======== Record excerpts
use crossterm::event::{KeyCode, KeyEvent};

use crate::model::task::find_task;
use crate::ops::{task_ops, view_ops};
use crate::tui::app::{App, Mode, parent_of};

pub(super) fn handle_navigate(app: &mut App, key: KeyEvent) {
    // Help overlay intercepts its own keys
    if app.show_help {
        match key.code {
            KeyCode::Char('?') | KeyCode::Esc | KeyCode::Char('q') => {
                app.show_help = false;
            }
            KeyCode::Char('j') | KeyCode::Down => {
                app.help_scroll = app.help_scroll.saturating_add(1);
            }
            KeyCode::Char('k') | KeyCode::Up => {
                app.help_scroll = app.help_scroll.saturating_sub(1);
            }
            _ => {}
        }
        return;
    }

    // Sort prefix key: 's' was pressed, the next key picks the column
    if app.sort_pending {
        app.sort_pending = false;
        app.status_message = None;
        handle_sort_key(app, key);
        return;
    }

    app.status_message = None;

    match key.code {
        KeyCode::Char('q') => {
            app.should_quit = true;
        }
        KeyCode::Char('?') => {
            app.show_help = true;
            app.help_scroll = 0;
        }

        // Cursor movement over the visible rows
        KeyCode::Char('j') | KeyCode::Down => {
            app.set_cursor(app.cursor() + 1);
        }
        KeyCode::Char('k') | KeyCode::Up => {
            app.set_cursor(app.cursor().saturating_sub(1));
        }
        KeyCode::Char('g') | KeyCode::Home => {
            app.set_cursor(0);
        }
        KeyCode::Char('G') | KeyCode::End => {
            app.set_cursor(app.derived.visible_len().saturating_sub(1));
        }

        // Expansion
        KeyCode::Char('x') => toggle_expanded(app),
        KeyCode::Char('h') | KeyCode::Left => collapse_or_parent(app),
        KeyCode::Char('l') | KeyCode::Right => expand_or_descend(app),
        KeyCode::Char('z') => set_all_expanded(app, false),
        KeyCode::Char('Z') => set_all_expanded(app, true),

        // View switching
        KeyCode::Tab => app.cycle_view(1),
        KeyCode::BackTab => app.cycle_view(-1),
        KeyCode::Char(c @ '1'..='9') => {
            app.select_view(c as usize - '1' as usize);
        }

        // Search
        KeyCode::Char('/') => {
            app.mode = Mode::Search;
            app.search_input = app.search.clone();
            app.search_cursor = app.search_input.len();
        }
        KeyCode::Esc => {
            if !app.search.is_empty() {
                app.search.clear();
                app.refresh();
            }
        }

        // Sort prefix
        KeyCode::Char('s') => {
            app.sort_pending = true;
            app.status_message = Some(
                "sort: n)ame s)tatus p)riority i)mpact a)ssignees b)egin d)ue g)progress x off"
                    .to_string(),
            );
        }

        _ => {}
    }
}

/// Second key of the `s` prefix: pick the sort column (cycling asc → desc
/// → off on repeats) or clear the rule with `x`.
fn handle_sort_key(app: &mut App, key: KeyEvent) {
    let column = match key.code {
        KeyCode::Char('n') => "name",
        KeyCode::Char('s') => "status",
        KeyCode::Char('p') => "priority",
        KeyCode::Char('i') => "impact",
        KeyCode::Char('a') => "assignees",
        KeyCode::Char('b') => "start_date",
        KeyCode::Char('d') => "due_date",
        KeyCode::Char('g') => "progress",
        KeyCode::Char('x') => {
            let id = app.active_view_id().to_string();
            let _ = view_ops::set_sort(&mut app.project.views, &id, None);
            app.dirty_views = true;
            app.refresh();
            app.status_message = Some("sort off".to_string());
            return;
        }
        _ => return,
    };

    let id = app.active_view_id().to_string();
    let _ = view_ops::toggle_sort(&mut app.project.views, &id, column);
    app.dirty_views = true;
    app.refresh();

    app.status_message = Some(match &app.active_view().sort {
        Some(spec) => {
            let dir = match spec.direction {
                crate::model::view::SortDirection::Asc => "asc",
                crate::model::view::SortDirection::Desc => "desc",
            };
            format!("sort {} {}", spec.column, dir)
        }
        None => "sort off".to_string(),
    });
}

/// Toggle the cursor row's expansion. Leaves are skipped; the cursor stays
/// on the same task across the re-derive.
fn toggle_expanded(app: &mut App) {
    let Some(id) = app.cursor_task_id() else {
        return;
    };
    if !find_task(&app.derived.tasks, id).is_some_and(|t| t.has_children()) {
        return;
    }
    let _ = task_ops::toggle_expanded(&mut app.project.tasks, id);
    app.dirty_tasks = true;
    app.refresh();
    app.move_cursor_to(id);
}

/// h: collapse an expanded parent, otherwise jump to the parent row
fn collapse_or_parent(app: &mut App) {
    let Some(id) = app.cursor_task_id() else {
        return;
    };
    let is_open_parent =
        find_task(&app.derived.tasks, id).is_some_and(|t| t.has_children() && t.is_expanded);
    if is_open_parent {
        toggle_expanded(app);
    } else if let Some(parent) = parent_of(&app.derived.tasks, id) {
        app.move_cursor_to(parent);
    }
}

/// l: expand a collapsed parent, otherwise step onto the first child
fn expand_or_descend(app: &mut App) {
    let Some(id) = app.cursor_task_id() else {
        return;
    };
    let Some(task) = find_task(&app.derived.tasks, id) else {
        return;
    };
    if !task.has_children() {
        return;
    }
    if task.is_expanded {
        // First child is the next visible row
        app.set_cursor(app.cursor() + 1);
    } else {
        toggle_expanded(app);
    }
}

fn set_all_expanded(app: &mut App, expanded: bool) {
    let Some(id) = app.cursor_task_id() else {
        task_ops::set_all_expanded(&mut app.project.tasks, expanded);
        app.dirty_tasks = true;
        app.refresh();
        return;
    };
    task_ops::set_all_expanded(&mut app.project.tasks, expanded);
    app.dirty_tasks = true;
    app.refresh();
    app.move_cursor_to(id);
}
================
Word for word, repeat each entry shown above.

Answer to the exercise.
use crossterm::event::{KeyCode, KeyEvent};

use crate::model::task::find_task;
use crate::ops::{task_ops, view_ops};
use crate::tui::app::{App, Mode, parent_of};

pub(super) fn handle_navigate(app: &mut App, key: KeyEvent) {
    // Help overlay intercepts its own keys
    if app.show_help {
        match key.code {
            KeyCode::Char('?') | KeyCode::Esc | KeyCode::Char('q') => {
                app.show_help = false;
            }
            KeyCode::Char('j') | KeyCode::Down => {
                app.help_scroll = app.help_scroll.saturating_add(1);
            }
            KeyCode::Char('k') | KeyCode::Up => {
                app.help_scroll = app.help_scroll.saturating_sub(1);
            }
            _ => {}
        }
        return;
    }

    // Sort prefix key: 's' was pressed, the next key picks the column
    if app.sort_pending {
        app.sort_pending = false;
        app.status_message = None;
        handle_sort_key(app, key);
        return;
    }

    app.status_message = None;

    match key.code {
        KeyCode::Char('q') => {
            app.should_quit = true;
        }
        KeyCode::Char('?') => {
            app.show_help = true;
            app.help_scroll = 0;
        }

        // Cursor movement over the visible rows
        KeyCode::Char('j') | KeyCode::Down => {
            app.set_cursor(app.cursor() + 1);
        }
        KeyCode::Char('k') | KeyCode::Up => {
            app.set_cursor(app.cursor().saturating_sub(1));
        }
        KeyCode::Char('g') | KeyCode::Home => {
            app.set_cursor(0);
        }
        KeyCode::Char('G') | KeyCode::End => {
            app.set_cursor(app.derived.visible_len().saturating_sub(1));
        }

        // Expansion
        KeyCode::Char('x') => toggle_expanded(app),
        KeyCode::Char('h') | KeyCode::Left => collapse_or_parent(app),
        KeyCode::Char('l') | KeyCode::Right => expand_or_descend(app),
        KeyCode::Char('z') => set_all_expanded(app, false),
        KeyCode::Char('Z') => set_all_expanded(app, true),

        // View switching
        KeyCode::Tab => app.cycle_view(1),
        KeyCode::BackTab => app.cycle_view(-1),
        KeyCode::Char(c @ '1'..='9') => {
            app.select_view(c as usize - '1' as usize);
        }

        // Search
        KeyCode::Char('/') => {
            app.mode = Mode::Search;
            app.search_input = app.search.clone();
            app.search_cursor = app.search_input.len();
        }
        KeyCode::Esc => {
            if !app.search.is_empty() {
                app.search.clear();
                app.refresh();
            }
        }

        // Sort prefix
        KeyCode::Char('s') => {
            app.sort_pending = true;
            app.status_message = Some(
                "sort: n)ame s)tatus p)riority i)mpact a)ssignees b)egin d)ue g)progress x off"
                    .to_string(),
            );
        }

        _ => {}
    }
}

/// Second key of the `s` prefix: pick the sort column (cycling asc → desc
/// → off on repeats) or clear the rule with `x`.
fn handle_sort_key(app: &mut App, key: KeyEvent) {
    let column = match key.code {
        KeyCode::Char('n') => "name",
        KeyCode::Char('s') => "status",
        KeyCode::Char('p') => "priority",
        KeyCode::Char('i') => "impact",
        KeyCode::Char('a') => "assignees",
        KeyCode::Char('b') => "start_date",
        KeyCode::Char('d') => "due_date",
        KeyCode::Char('g') => "progress",
        KeyCode::Char('x') => {
            let id = app.active_view_id().to_string();
            let _ = view_ops::set_sort(&mut app.project.views, &id, None);
            app.dirty_views = true;
            app.refresh();
            app.status_message = Some("sort off".to_string());
            return;
        }
        _ => return,
    };

    let id = app.active_view_id().to_string();
    let _ = view_ops::toggle_sort(&mut app.project.views, &id, column);
    app.dirty_views = true;
    app.refresh();

    app.status_message = Some(match &app.active_view().sort {
        Some(spec) => {
            let dir = match spec.direction {
                crate::model::view::SortDirection::Asc => "asc",
                crate::model::view::SortDirection::Desc => "desc",
            };
            format!("sort {} {}", spec.column, dir)
        }
        None => "sort off".to_string(),
    });
}

/// Toggle the cursor row's expansion. Leaves are skipped; the cursor stays
/// on the same task across the re-derive.
fn toggle_expanded(app: &mut App) {
    let Some(id) = app.cursor_task_id() else {
        return;
    };
    if !find_task(&app.derived.tasks, id).is_some_and(|t| t.has_children()) {
        return;
    }
    let _ = task_ops::toggle_expanded(&mut app.project.tasks, id);
    app.dirty_tasks = true;
    app.refresh();
    app.move_cursor_to(id);
}

/// h: collapse an expanded parent, otherwise jump to the parent row
fn collapse_or_parent(app: &mut App) {
    let Some(id) = app.cursor_task_id() else {
        return;
    };
    let is_open_parent =
        find_task(&app.derived.tasks, id).is_some_and(|t| t.has_children() && t.is_expanded);
    if is_open_parent {
        toggle_expanded(app);
    } else if let Some(parent) = parent_of(&app.derived.tasks, id) {
        app.move_cursor_to(parent);
    }
}

/// l: expand a collapsed parent, otherwise step onto the first child
fn expand_or_descend(app: &mut App) {
    let Some(id) = app.cursor_task_id() else {
        return;
    };
    let Some(task) = find_task(&app.derived.tasks, id) else {
        return;
    };
    if !task.has_children() {
        return;
    }
    if task.is_expanded {
        // First child is the next visible row
        app.set_cursor(app.cursor() + 1);
    } else {
        toggle_expanded(app);
    }
}

fn set_all_expanded(app: &mut App, expanded: bool) {
    let Some(id) = app.cursor_task_id() else {
        task_ops::set_all_expanded(&mut app.project.tasks, expanded);
        app.dirty_tasks = true;
        app.refresh();
        return;
    };
    task_ops::set_all_expanded(&mut app.project.tasks, expanded);
    app.dirty_tasks = true;
    app.refresh();
    app.move_cursor_to(id);
}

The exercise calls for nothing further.